For a child with your son’s specific issues (sensory issues, airway issues, reflux, and an oral motor delay), it’s no wonder that he experiences anxiety about eating, as children who are uncomfortable while eating (for any reason) can fear doing it. Sensory issues affect motor responses, making food harder to manage and ultimately can cause scary episodes of poor control. Airway issues can impact the work of breathing, which is the primary concern of the body- to get enough oxygen. If there is any respiratory compromise, swallowing can get pushed to the side. You physiologically cannot breathe while swallowing, so it can feel alarming to swallow over a long period for a child experiencing this. Painful reflux (even if it is controlled now) in the past can set a child up for long-term aversions. The neural pathways laid down early in life can cause negative associations long after the reflux is controlled. Any oral motor delay causes problems. And yes, “making different foods available on his tray, day after day”, may not be enough. Much of what I do in therapy with my clients is manipulate the foods to match or slightly challenge the skill level of the child while adding sensory information in the way of taste, texture, or temperature. But children typically will not try a food until they are confident in their oral motor skills (and the sensory processing/proprioception that must go with them).

There is nothing wrong with using a stepwise approach to food selection, and we discuss many other approaches in the book that help with this as well (Fraker’s Food Chaining, for one, Marsha Dunn-Klein’s Get Permission approach and “redefine try it” article). SOS is one tool in a therapist’s toolbox, and it sounds like you have been lucky enough to have a therapist who provides excellent therapy and is able to recognize anxiety and back off appropriately. However, we have heard from many families whose experience has not been this positive and their child has been coerced, some to the point of forcing a spoon into their mouth or “refeeding” food that has been expelled. For some children, any pressure to engage with food, kiss it or lick it, touch it is enough to increase anxiety and decrease appetite. These are the parents we see who have tried “SOS”, play or other therapies and feel like all the work has made the child’s eating worse.

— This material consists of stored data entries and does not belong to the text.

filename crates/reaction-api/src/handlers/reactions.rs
//! Reaction read handlers
//!
//! Rendered bars, tallies and the most-reacted ranking.

use axum::{extract::State, response::Html, Json};
use reaction_core::ReactionFilter;
use reaction_service::dto::{MostReactedParams, MostReactedResponse, TallyResponse};
use reaction_service::{ReactionService, RenderService};

use crate::extractors::{ObjectPath, ValidatedQuery};
use crate::response::ApiResult;
use crate::state::AppState;

/// Wrapped reaction bar for one content item
///
/// GET /api/v1/reactions/{object_type}/{id}
pub async fn get_fragment(
    State(state): State<AppState>,
    ObjectPath(object): ObjectPath,
) -> ApiResult<Html<String>> {
    let html = RenderService::new(state.service_context())
        .render_fragment(&object, true)
        .await?;
    Ok(Html(html))
}

/// Counts and reactor names of one content item
///
/// GET /api/v1/reactions/{object_type}/{id}/tally
pub async fn get_tally(
    State(state): State<AppState>,
    ObjectPath(object): ObjectPath,
) -> ApiResult<Json<TallyResponse>> {
    let service = ReactionService::new(state.service_context());
    let (counts, names) = tokio::try_join!(service.tally(&object), service.reactor_names(&object))?;
    Ok(Json(TallyResponse::new(object, counts, names)))
}

/// Published items ranked by reaction count
///
/// GET /api/v1/most-reacted?post_type=&reactions=&limit=
pub async fn most_reacted(
    State(state): State<AppState>,
    ValidatedQuery(params): ValidatedQuery<MostReactedParams>,
) -> ApiResult<Json<MostReactedResponse>> {
    let reactions = params.reaction_list();
    let reaction_type = ReactionFilter::from_list(reactions.clone()).label();

    let items = ReactionService::new(state.service_context())
        .most_reacted(params.post_type(), reactions, params.limit)
        .await?;

    Ok(Json(MostReactedResponse {
        post_type: params.post_type().to_string(),
        reaction_type,
        items,
    }))
}
//! Icon set - reaction images found on disk

use serde::Serialize;

/// One directory of reaction images
///
/// Every file in a set shares one extension; the icon id is the file stem.
#[derive(Debug, Clone, PartialEq, Eq, Default, Serialize)]
pub struct IconSet {
    /// Directory name, `None` for the default set at the asset root
    pub name: Option<String>,
    /// Lowercased extension shared by all images
    pub extension: String,
    /// Icon ids in directory order
    pub icons: Vec<String>,
}

impl IconSet {
    pub fn contains(&self, icon: &str) -> bool {
        self.icons.iter().any(|i| i == icon)
    }

    pub fn is_empty(&self) -> bool {
        self.icons.is_empty()
    }

    /// Path of an icon relative to the image root, e.g. `flat/like.svg`
    pub fn relative_path(&self, icon: &str) -> String {
        match &self.name {
            Some(set) => format!("{set}/{icon}.{}", self.extension),
            None => format!("{icon}.{}", self.extension),
        }
    }
}
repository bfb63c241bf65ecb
//! Domain entities - core business objects

mod icon;
mod publication;
mod reaction;

pub use icon::IconSet;
pub use publication::{MostReactedQuery, Publication, ReactedPublication, ReactionFilter, User};
pub use reaction::{
    NewReaction, Reaction, ReactionCount, ReactorNames, Tally, ToggleOutcome, MAX_REACTION_LEN,
};
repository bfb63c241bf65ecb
//! Settings service
//!
//! Loads the stored options into the shared snapshot, serves the admin page
//! and applies submitted settings forms.

use std::sync::Arc;

use reaction_common::auth::{Capability, Claims};
use reaction_core::value_objects::{
    keys, sanitize_icon_set, ObjectType, Position, ReactionSettings, SettingsError, UserId,
};
use reaction_core::DomainError;
use tracing::{info, instrument};

use crate::dto::SettingsForm;

use super::admin_page::{self, AdminPage};
use super::context::ServiceContext;
use super::error::{ServiceError, ServiceResult};

/// Action the settings form nonce is bound to
pub const SETTINGS_ACTION: &str = "reaction_settings";

/// Notice shown after a successful save
pub const SAVED_MESSAGE: &str = "Configuration successfully saved!";

/// Settings service
pub struct SettingsService<'a> {
    ctx: &'a ServiceContext,
}

impl<'a> SettingsService<'a> {
    pub fn new(ctx: &'a ServiceContext) -> Self {
        Self { ctx }
    }

    /// Read the stored options and publish them as the current snapshot
    ///
    /// Options that do not exist yet are created with their defaults.
    #[instrument(skip(self))]
    pub async fn load(&self) -> ServiceResult<Arc<ReactionSettings>> {
        let repo = self.ctx.option_repo();
        let stored = repo.get_many(&keys::ALL).await?;

        let missing: Vec<_> = ReactionSettings::default()
            .to_options()
            .into_iter()
            .filter(|(name, _)| !stored.contains_key(*name))
            .collect();
        if !missing.is_empty() {
            info!(count = missing.len(), "Creating missing reaction options");
            repo.add_missing(&missing).await?;
        }

        let settings = ReactionSettings::from_options(&stored);
        let icon_set = self.ctx.icons().load_set(settings.icon_set.as_deref()).await;

        info!(
            types = settings.types.len(),
            active = settings.active.len(),
            icons = icon_set.icons.len(),
            "Reaction settings loaded"
        );

        self.ctx.replace_snapshot(settings, icon_set);
        Ok(self.ctx.settings())
    }

    pub fn current(&self) -> Arc<ReactionSettings> {
        self.ctx.settings()
    }

    /// Ensure the caller may change settings and return their id
    pub fn require_manage(claims: &Claims) -> ServiceResult<UserId> {
        if !claims.has_capability(Capability::ManageOptions) {
            return Err(ServiceError::permission_denied(
                Capability::ManageOptions.as_str(),
            ));
        }
        Ok(claims.user_id()?)
    }

    /// Content types offered on the settings page
    pub fn public_types(&self) -> Vec<String> {
        let mut types = self.ctx.host().public_post_types();
        types.push(ObjectType::COMMENT.to_string());
        types
    }

    /// Settings page with a fresh nonce for `user`
    #[instrument(skip(self))]
    pub async fn admin_page(&self, user: UserId, message: Option<&str>) -> ServiceResult<String> {
        let nonce = self.ctx.jwt_service().issue_nonce(user, SETTINGS_ACTION)?;
        let icon_sets = self.ctx.icons().list_sets().await;
        let snapshot = self.ctx.snapshot();
        let public_types = self.public_types();

        Ok(admin_page::render(&AdminPage {
            settings: &snapshot.settings,
            public_types: &public_types,
            icon_sets: &icon_sets,
            icon_set: &snapshot.icon_set,
            icons: self.ctx.icons(),
            nonce: &nonce,
            message,
            form_action: "/admin/settings",
            assets_url: self.ctx.assets().url.trim_end_matches('/'),
        }))
    }

    /// Apply a submitted settings form
    ///
    /// The nonce is checked before anything is written. The stored enabled
    /// list comes from the ordered inputs, not the icon checkboxes.
    #[instrument(skip(self, form))]
    pub async fn save(
        &self,
        user: UserId,
        form: &SettingsForm,
    ) -> ServiceResult<Arc<ReactionSettings>> {
        self.ctx
            .jwt_service()
            .verify_nonce(&form.reaction_nonce_field, user, SETTINGS_ACTION)?;

        let mut types = Vec::with_capacity(form.types.len());
        for tag in &form.types {
            let object_type = ObjectType::parse(tag).map_err(DomainError::from)?;
            if !types.contains(&object_type) {
                types.push(object_type);
            }
        }

        let mut active: Vec<String> = Vec::with_capacity(form.active_order.len());
        for id in &form.active_order {
            if !id.is_empty() && !active.contains(id) {
                active.push(id.clone());
            }
        }

        let icon_set = sanitize_icon_set(&form.image_set).map_err(DomainError::from)?;
        if let Some(name) = &icon_set {
            if !self.ctx.icons().list_sets().await.contains(name) {
                return Err(
                    DomainError::from(SettingsError::InvalidIconSet(name.clone())).into(),
                );
            }
        }

        let settings = ReactionSettings {
            types,
            active,
            post_position: parse_position(&form.post_position)?,
            comment_position: parse_position(&form.comment_position)?,
            icon_set,
        };

        self.ctx
            .option_repo()
            .replace_all(&settings.to_options())
            .await?;

        info!(user = %user, "Reaction settings saved");

        self.load().await
    }
}

/// An omitted position keeps the default
fn parse_position(value: &str) -> ServiceResult<Position> {
    if value.is_empty() {
        return Ok(Position::default());
    }
    Position::parse(value).ok_or_else(|| {
        DomainError::from(SettingsError::InvalidPosition(value.to_string())).into()
    })
}
//! Response types and error handling for API endpoints
//!
//! Provides unified error handling with JSON error bodies, plus an HTML
//! rendering of the same errors for the admin page.

use axum::{
    http::StatusCode,
    response::{Html, IntoResponse, Response},
    Json,
};
use reaction_common::AppError;
use reaction_core::DomainError;
use reaction_service::ServiceError;
use serde::Serialize;
use thiserror::Error;
use tracing::error;
use validator::ValidationErrors;

/// API error type for consistent error responses
#[derive(Debug, Error)]
pub enum ApiError {
    #[error("{0}")]
    App(#[from] AppError),

    #[error("{0}")]
    Service(#[from] ServiceError),

    #[error("{0}")]
    Domain(#[from] DomainError),

    #[error("Validation error: {0}")]
    Validation(#[from] ValidationErrors),

    #[error("Invalid path parameter: {0}")]
    InvalidPath(String),

    #[error("Invalid query parameter: {0}")]
    InvalidQuery(String),

    #[error("Invalid request body: {0}")]
    InvalidBody(String),

    #[error("Missing authorization")]
    MissingAuth,

    #[error("Invalid or expired session token")]
    InvalidAuthFormat,

    #[error("Internal server error")]
    Internal(#[source] anyhow::Error),
}

impl ApiError {
    /// Get HTTP status code for this error
    #[must_use]
    pub fn status_code(&self) -> StatusCode {
        match self {
            Self::App(e) => {
                StatusCode::from_u16(e.status_code()).unwrap_or(StatusCode::INTERNAL_SERVER_ERROR)
            }
            Self::Service(e) => {
                StatusCode::from_u16(e.status_code()).unwrap_or(StatusCode::INTERNAL_SERVER_ERROR)
            }
            Self::Domain(e) => {
                if e.is_not_found() {
                    StatusCode::NOT_FOUND
                } else if e.is_validation() {
                    StatusCode::BAD_REQUEST
                } else {
                    StatusCode::INTERNAL_SERVER_ERROR
                }
            }
            Self::Validation(_) | Self::InvalidPath(_) | Self::InvalidQuery(_) | Self::InvalidBody(_) => {
                StatusCode::BAD_REQUEST
            }
            Self::MissingAuth | Self::InvalidAuthFormat => StatusCode::UNAUTHORIZED,
            Self::Internal(_) => StatusCode::INTERNAL_SERVER_ERROR,
        }
    }

    /// Get error code for API responses
    #[must_use]
    pub fn error_code(&self) -> &str {
        match self {
            Self::App(e) => e.error_code(),
            Self::Service(e) => e.error_code(),
            Self::Domain(e) => e.code(),
            Self::Validation(_) => "VALIDATION_ERROR",
            Self::InvalidPath(_) => "INVALID_PATH_PARAMETER",
            Self::InvalidQuery(_) => "INVALID_QUERY_PARAMETER",
            Self::InvalidBody(_) => "INVALID_BODY",
            Self::MissingAuth => "MISSING_AUTHORIZATION",
            Self::InvalidAuthFormat => "INVALID_AUTHORIZATION",
            Self::Internal(_) => "INTERNAL_ERROR",
        }
    }

    /// Create an internal error from any error
    pub fn internal(err: impl Into<anyhow::Error>) -> Self {
        Self::Internal(err.into())
    }

    pub fn invalid_path(msg: impl Into<String>) -> Self {
        Self::InvalidPath(msg.into())
    }

    pub fn invalid_query(msg: impl Into<String>) -> Self {
        Self::InvalidQuery(msg.into())
    }

    pub fn invalid_body(msg: impl Into<String>) -> Self {
        Self::InvalidBody(msg.into())
    }

    fn log_if_server_error(&self) {
        if self.status_code().is_server_error() {
            error!(error = ?self, "Server error occurred");
        }
    }
}

/// Error response body
#[derive(Debug, Serialize)]
pub struct ErrorBody {
    pub error: ErrorDetail,
}

/// Error detail for API responses
#[derive(Debug, Serialize)]
pub struct ErrorDetail {
    pub code: String,
    pub message: String,
    #[serde(skip_serializing_if = "Option::is_none")]
    pub details: Option<serde_json::Value>,
}

impl IntoResponse for ApiError {
    fn into_response(self) -> Response {
        self.log_if_server_error();

        let status = self.status_code();

        // Build details for validation errors
        let details = if let Self::Validation(errors) = &self {
            Some(serde_json::to_value(errors).unwrap_or_default())
        } else {
            None
        };

        let body = ErrorBody {
            error: ErrorDetail {
                code: self.error_code().to_string(),
                message: self.to_string(),
                details,
            },
        };

        (status, Json(body)).into_response()
    }
}

/// Type alias for API results
pub type ApiResult<T> = Result<T, ApiError>;

/// An [`ApiError`] shown to a browser as a small HTML page
#[derive(Debug)]
pub struct HtmlError(pub ApiError);

impl<E: Into<ApiError>> From<E> for HtmlError {
    fn from(err: E) -> Self {
        Self(err.into())
    }
}

impl IntoResponse for HtmlError {
    fn into_response(self) -> Response {
        self.0.log_if_server_error();

        let status = self.0.status_code();
        let body = format!(
            "<!DOCTYPE html>\n<html>\n<head><meta charset='utf-8'><title>Error</title></head>\n\
             <body>\n<div class='error'><p>{}</p></div>\n</body>\n</html>\n",
            reaction_service::services::html::escape_html(&self.0.to_string())
        );

        (status, Html(body)).into_response()
    }
}

/// Result type of handlers that answer with HTML pages
pub type HtmlResult<T> = Result<T, HtmlError>;
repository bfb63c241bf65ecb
//! Application error types

mod app_error;

pub use app_error::{AppError, AppResult};
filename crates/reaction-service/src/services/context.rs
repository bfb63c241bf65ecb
//! Service context - dependency container for services
//!
//! Holds the repositories, the icon catalog, the session token service and
//! the current settings snapshot shared by every request.

use std::sync::Arc;

use parking_lot::RwLock;
use reaction_common::auth::JwtService;
use reaction_common::config::{AssetsConfig, HostConfig};
use reaction_core::entities::IconSet;
use reaction_core::traits::{OptionRepository, ReactionRepository, UserRepository};
use reaction_core::value_objects::ReactionSettings;
use reaction_db::PgPool;

use super::error::{ServiceError, ServiceResult};
use super::icons::IconCatalog;

/// Settings together with the icon set they select
#[derive(Debug, Default)]
pub struct Snapshot {
    pub settings: Arc<ReactionSettings>,
    pub icon_set: Arc<IconSet>,
}

/// Service context containing all dependencies
///
/// Cloning is cheap; clones share the same settings snapshot.
#[derive(Clone)]
pub struct ServiceContext {
    // Database pool, absent when running against in-memory repositories
    pool: Option<PgPool>,

    // Repositories
    reaction_repo: Arc<dyn ReactionRepository>,
    user_repo: Arc<dyn UserRepository>,
    option_repo: Arc<dyn OptionRepository>,

    // Services
    jwt_service: Arc<JwtService>,
    icons: Arc<IconCatalog>,

    // Host facts
    host: Arc<HostConfig>,
    assets: Arc<AssetsConfig>,

    // Replaced as a whole on every settings load
    snapshot: Arc<RwLock<Arc<Snapshot>>>,
}

impl ServiceContext {
    /// Start building a context
    pub fn builder() -> ServiceContextBuilder {
        ServiceContextBuilder::new()
    }

    // === Database Pool ===

    /// Get the PostgreSQL connection pool, if one is configured
    pub fn pool(&self) -> Option<&PgPool> {
        self.pool.as_ref()
    }

    // === Repositories ===

    pub fn reaction_repo(&self) -> &dyn ReactionRepository {
        self.reaction_repo.as_ref()
    }

    pub fn user_repo(&self) -> &dyn UserRepository {
        self.user_repo.as_ref()
    }

    pub fn option_repo(&self) -> &dyn OptionRepository {
        self.option_repo.as_ref()
    }

    // === Services ===

    pub fn jwt_service(&self) -> &JwtService {
        self.jwt_service.as_ref()
    }

    pub fn icons(&self) -> &IconCatalog {
        self.icons.as_ref()
    }

    // === Host ===

    pub fn host(&self) -> &HostConfig {
        self.host.as_ref()
    }

    pub fn assets(&self) -> &AssetsConfig {
        self.assets.as_ref()
    }

    // === Snapshots ===

    /// Settings and icon set from the same load
    pub fn snapshot(&self) -> Arc<Snapshot> {
        Arc::clone(&self.snapshot.read())
    }

    /// Current settings
    pub fn settings(&self) -> Arc<ReactionSettings> {
        Arc::clone(&self.snapshot.read().settings)
    }

    /// Icon set the current settings point at
    pub fn icon_set(&self) -> Arc<IconSet> {
        Arc::clone(&self.snapshot.read().icon_set)
    }

    pub(crate) fn replace_snapshot(&self, settings: ReactionSettings, icon_set: IconSet) {
        *self.snapshot.write() = Arc::new(Snapshot {
            settings: Arc::new(settings),
            icon_set: Arc::new(icon_set),
        });
    }
}

impl std::fmt::Debug for ServiceContext {
    fn fmt(&self, f: &mut std::fmt::Formatter<'_>) -> std::fmt::Result {
        f.debug_struct("ServiceContext")
            .field("pool", &self.pool.as_ref().map(|_| "PgPool"))
            .field("repositories", &"...")
            .field("snapshot", &self.snapshot.read())
            .finish()
    }
}

/// Builder for creating ServiceContext with custom configuration
#[derive(Default)]
pub struct ServiceContextBuilder {
    pool: Option<PgPool>,
    reaction_repo: Option<Arc<dyn ReactionRepository>>,
    user_repo: Option<Arc<dyn UserRepository>>,
    option_repo: Option<Arc<dyn OptionRepository>>,
    jwt_service: Option<Arc<JwtService>>,
    host: Option<HostConfig>,
    assets: Option<AssetsConfig>,
}

impl ServiceContextBuilder {
    pub fn new() -> Self {
        Self::default()
    }

    pub fn pool(mut self, pool: PgPool) -> Self {
        self.pool = Some(pool);
        self
    }

    pub fn reaction_repo(mut self, repo: Arc<dyn ReactionRepository>) -> Self {
        self.reaction_repo = Some(repo);
        self
    }

    pub fn user_repo(mut self, repo: Arc<dyn UserRepository>) -> Self {
        self.user_repo = Some(repo);
        self
    }

    pub fn option_repo(mut self, repo: Arc<dyn OptionRepository>) -> Self {
        self.option_repo = Some(repo);
        self
    }

    pub fn jwt_service(mut self, service: Arc<JwtService>) -> Self {
        self.jwt_service = Some(service);
        self
    }

    pub fn host(mut self, host: HostConfig) -> Self {
        self.host = Some(host);
        self
    }

    pub fn assets(mut self, assets: AssetsConfig) -> Self {
        self.assets = Some(assets);
        self
    }

    /// Build the ServiceContext
    ///
    /// Settings start at their defaults; call `SettingsService::load` to read
    /// the stored values.
    ///
    /// # Errors
    /// Returns `ServiceError::Incomplete` naming the first missing dependency
    pub fn build(self) -> ServiceResult<ServiceContext> {
        let assets = self
            .assets
            .ok_or(ServiceError::Incomplete("assets"))?;
        let icons = IconCatalog::new(assets.image_dir(), assets.image_url());

        Ok(ServiceContext {
            pool: self.pool,
            reaction_repo: self
                .reaction_repo
                .ok_or(ServiceError::Incomplete("reaction_repo"))?,
            user_repo: self
                .user_repo
                .ok_or(ServiceError::Incomplete("user_repo"))?,
            option_repo: self
                .option_repo
                .ok_or(ServiceError::Incomplete("option_repo"))?,
            jwt_service: self
                .jwt_service
                .ok_or(ServiceError::Incomplete("jwt_service"))?,
            icons: Arc::new(icons),
            host: Arc::new(
                self.host
                    .ok_or(ServiceError::Incomplete("host"))?,
            ),
            assets: Arc::new(assets),
            snapshot: Arc::new(RwLock::new(Arc::new(Snapshot::default()))),
        })
    }
}
//! Business logic services
//!
//! Each service borrows the shared [`ServiceContext`] for the duration of a
//! request.

pub mod admin_page;
pub mod context;
pub mod error;
pub mod html;
pub mod icons;
pub mod reaction;
pub mod render;
pub mod settings;

#[cfg(test)]
pub(crate) mod testing;

pub use context::{ServiceContext, ServiceContextBuilder};
pub use error::{ServiceError, ServiceResult};
pub use icons::IconCatalog;
pub use reaction::ReactionService;
pub use render::RenderService;
pub use settings::SettingsService;
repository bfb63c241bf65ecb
//! Reaction entity <-> model mapper

use reaction_core::entities::{NewReaction, Reaction};
use reaction_core::value_objects::{ObjectRef, ObjectType, Reactor};

use crate::models::ReactionModel;

/// Read a stored type tag
///
/// Rows are only ever written with validated tags, so a tag that fails to
/// parse is kept verbatim rather than dropped.
pub fn stored_object_type(tag: String) -> ObjectType {
    ObjectType::parse(&tag).unwrap_or(ObjectType::Other(tag))
}

/// Convert ReactionModel to Reaction entity
impl From<ReactionModel> for Reaction {
    fn from(model: ReactionModel) -> Self {
        Reaction {
            id: model.id,
            object: ObjectRef::new(stored_object_type(model.obj_type), model.obj_id),
            reactor: Reactor::from_stored(&model.reactor),
            reaction: model.reaction,
            created_at: model.created_at,
        }
    }
}

/// Column values for inserting a new reaction
pub struct ReactionInsert<'a> {
    pub obj_type: &'a str,
    pub obj_id: i64,
    pub reactor: String,
    pub reaction: &'a str,
}

impl<'a> ReactionInsert<'a> {
    pub fn new(reaction: &'a NewReaction) -> Self {
        Self {
            obj_type: reaction.object.object_type.as_str(),
            obj_id: reaction.object.id,
            reactor: reaction.reactor.to_stored(),
            reaction: &reaction.reaction,
        }
    }
}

One problem we discuss in the book is the lack of consistent and thorough training for professionals providing feeding therapies. An ST or OT can go to one training or read one book and erroneously believe that they are now trained to do feeding therapy. In reality, a therapist needs to have the perspective of many seasoned therapists, go to many continuing education courses, and have enough experience to see the big picture- a positive feeding relationship is the ultimate goal. (See great articles by Suzanne Evans-Morris on New Visions website and Marsha Dunn-Klein on Mealtime Notions.). If anything that a therapist does causes more anxiety, gagging or vomiting, the approach needs to be examined. That is why we spent so much time helping parents find pressure and tune in to their child’s anxiety and resistance- and some children are exquisitely sensitive to even “mild” pressure. Trust is not easily gained, but is very easily lost, and it can happen if a therapist or parent feels pressure to “make progress” and pushes a child that isn’t ready.

 


If anything that a therapist does causes more anxiety, gagging or vomiting, the approach needs to be examined.


 

We felt strongly about including support for pleasant family meals and that mealtimes are about more than food. These other things (“a time to pass on family stories, traditions, and culture – and to laugh and spend enjoyable time with your children”) are what many researchers believe accounts for benefits of family meals (for example, lowered incidence of drug abuse, higher academic success, more positive self-image). Enjoyable meals often get lost with some feeding therapy protocols. In the end, we want children (and parents) to want to be at the table. We felt that it was important to support the families who come to us with a main goal being to enjoy mealtimes again, or for the first time.”